#### [PROBLEM REQUIREMENTS]
In the records below, find each line holding the word "contains" and copy it.

[Opening DATASET EXTRACT section]

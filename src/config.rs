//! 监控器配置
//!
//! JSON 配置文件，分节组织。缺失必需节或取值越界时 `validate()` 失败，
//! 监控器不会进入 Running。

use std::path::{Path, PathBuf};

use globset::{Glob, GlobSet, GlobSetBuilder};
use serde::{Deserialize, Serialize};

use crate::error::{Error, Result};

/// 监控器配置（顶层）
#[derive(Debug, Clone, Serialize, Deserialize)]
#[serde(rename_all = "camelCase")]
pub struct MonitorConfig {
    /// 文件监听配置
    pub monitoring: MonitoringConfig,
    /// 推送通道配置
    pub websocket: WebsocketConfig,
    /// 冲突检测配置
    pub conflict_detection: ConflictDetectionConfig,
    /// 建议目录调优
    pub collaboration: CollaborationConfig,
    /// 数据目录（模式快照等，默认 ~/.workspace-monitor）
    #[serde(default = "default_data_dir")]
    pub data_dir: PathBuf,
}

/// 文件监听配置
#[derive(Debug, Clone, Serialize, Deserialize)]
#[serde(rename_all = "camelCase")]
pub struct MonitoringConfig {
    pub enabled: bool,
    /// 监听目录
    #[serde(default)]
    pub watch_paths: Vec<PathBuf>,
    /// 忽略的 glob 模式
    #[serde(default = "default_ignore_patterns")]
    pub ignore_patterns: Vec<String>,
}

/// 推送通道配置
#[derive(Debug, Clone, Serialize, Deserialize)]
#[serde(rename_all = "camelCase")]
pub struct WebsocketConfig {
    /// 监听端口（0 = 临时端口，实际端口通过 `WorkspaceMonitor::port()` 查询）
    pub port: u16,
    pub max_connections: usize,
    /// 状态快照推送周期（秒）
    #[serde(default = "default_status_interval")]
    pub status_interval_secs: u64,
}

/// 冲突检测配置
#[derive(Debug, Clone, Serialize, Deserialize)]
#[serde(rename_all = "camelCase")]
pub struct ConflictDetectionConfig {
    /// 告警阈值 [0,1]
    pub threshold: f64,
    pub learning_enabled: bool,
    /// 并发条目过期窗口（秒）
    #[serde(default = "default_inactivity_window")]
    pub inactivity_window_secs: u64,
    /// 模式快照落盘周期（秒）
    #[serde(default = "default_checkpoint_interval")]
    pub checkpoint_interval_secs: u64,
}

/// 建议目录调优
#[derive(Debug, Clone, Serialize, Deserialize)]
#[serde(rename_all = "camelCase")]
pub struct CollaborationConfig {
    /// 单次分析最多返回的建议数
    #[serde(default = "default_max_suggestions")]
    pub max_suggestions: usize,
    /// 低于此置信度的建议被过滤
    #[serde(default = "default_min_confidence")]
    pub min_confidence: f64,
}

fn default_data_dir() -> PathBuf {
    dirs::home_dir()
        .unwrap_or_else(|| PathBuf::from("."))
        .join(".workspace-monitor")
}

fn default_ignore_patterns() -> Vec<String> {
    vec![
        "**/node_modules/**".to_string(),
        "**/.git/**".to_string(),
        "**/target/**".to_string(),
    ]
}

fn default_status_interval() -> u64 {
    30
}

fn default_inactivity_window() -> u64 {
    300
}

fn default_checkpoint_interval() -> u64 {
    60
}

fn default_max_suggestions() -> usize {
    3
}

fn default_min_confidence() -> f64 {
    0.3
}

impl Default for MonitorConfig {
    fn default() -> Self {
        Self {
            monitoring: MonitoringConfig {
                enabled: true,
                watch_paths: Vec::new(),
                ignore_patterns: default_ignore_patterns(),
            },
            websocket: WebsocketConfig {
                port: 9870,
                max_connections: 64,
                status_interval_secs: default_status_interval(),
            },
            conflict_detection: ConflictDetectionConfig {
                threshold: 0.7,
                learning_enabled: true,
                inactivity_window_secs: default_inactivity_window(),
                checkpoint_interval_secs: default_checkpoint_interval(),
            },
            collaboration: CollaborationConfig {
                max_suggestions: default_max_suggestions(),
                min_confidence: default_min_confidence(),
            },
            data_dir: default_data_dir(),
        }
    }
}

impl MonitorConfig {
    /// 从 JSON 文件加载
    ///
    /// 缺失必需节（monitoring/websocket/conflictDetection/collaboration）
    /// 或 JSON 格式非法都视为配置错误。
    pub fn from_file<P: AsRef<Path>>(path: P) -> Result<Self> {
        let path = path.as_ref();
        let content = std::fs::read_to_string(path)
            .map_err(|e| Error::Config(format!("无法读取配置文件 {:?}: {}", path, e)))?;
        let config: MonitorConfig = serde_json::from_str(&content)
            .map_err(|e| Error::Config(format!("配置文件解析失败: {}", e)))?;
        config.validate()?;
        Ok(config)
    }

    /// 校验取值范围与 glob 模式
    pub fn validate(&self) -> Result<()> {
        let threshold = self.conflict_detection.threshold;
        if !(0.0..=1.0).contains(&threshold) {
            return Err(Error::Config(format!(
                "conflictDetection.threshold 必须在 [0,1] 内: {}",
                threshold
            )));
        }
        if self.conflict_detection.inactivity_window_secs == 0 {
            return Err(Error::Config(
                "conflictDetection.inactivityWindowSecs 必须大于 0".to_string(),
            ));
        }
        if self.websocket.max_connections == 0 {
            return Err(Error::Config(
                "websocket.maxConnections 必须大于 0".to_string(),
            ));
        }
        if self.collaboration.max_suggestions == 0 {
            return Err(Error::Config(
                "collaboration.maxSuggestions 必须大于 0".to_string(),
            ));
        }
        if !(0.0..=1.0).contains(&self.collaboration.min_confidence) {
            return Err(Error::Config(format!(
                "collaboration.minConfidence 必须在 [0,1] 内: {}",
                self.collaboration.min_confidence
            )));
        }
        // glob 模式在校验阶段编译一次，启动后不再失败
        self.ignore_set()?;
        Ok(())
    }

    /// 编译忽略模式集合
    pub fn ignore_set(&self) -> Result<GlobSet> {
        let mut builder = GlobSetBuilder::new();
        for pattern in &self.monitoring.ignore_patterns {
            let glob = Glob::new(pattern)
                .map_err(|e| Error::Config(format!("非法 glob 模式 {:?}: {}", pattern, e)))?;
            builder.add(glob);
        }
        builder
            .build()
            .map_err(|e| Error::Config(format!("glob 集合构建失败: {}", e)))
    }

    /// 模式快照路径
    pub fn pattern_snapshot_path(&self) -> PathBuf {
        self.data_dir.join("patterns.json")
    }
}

[Closing DATASET EXTRACT section]

#### [TASK RESPONSE]
        if !(0.0..=1.0).contains(&threshold) {
        if !(0.0..=1.0).contains(&self.collaboration.min_confidence) {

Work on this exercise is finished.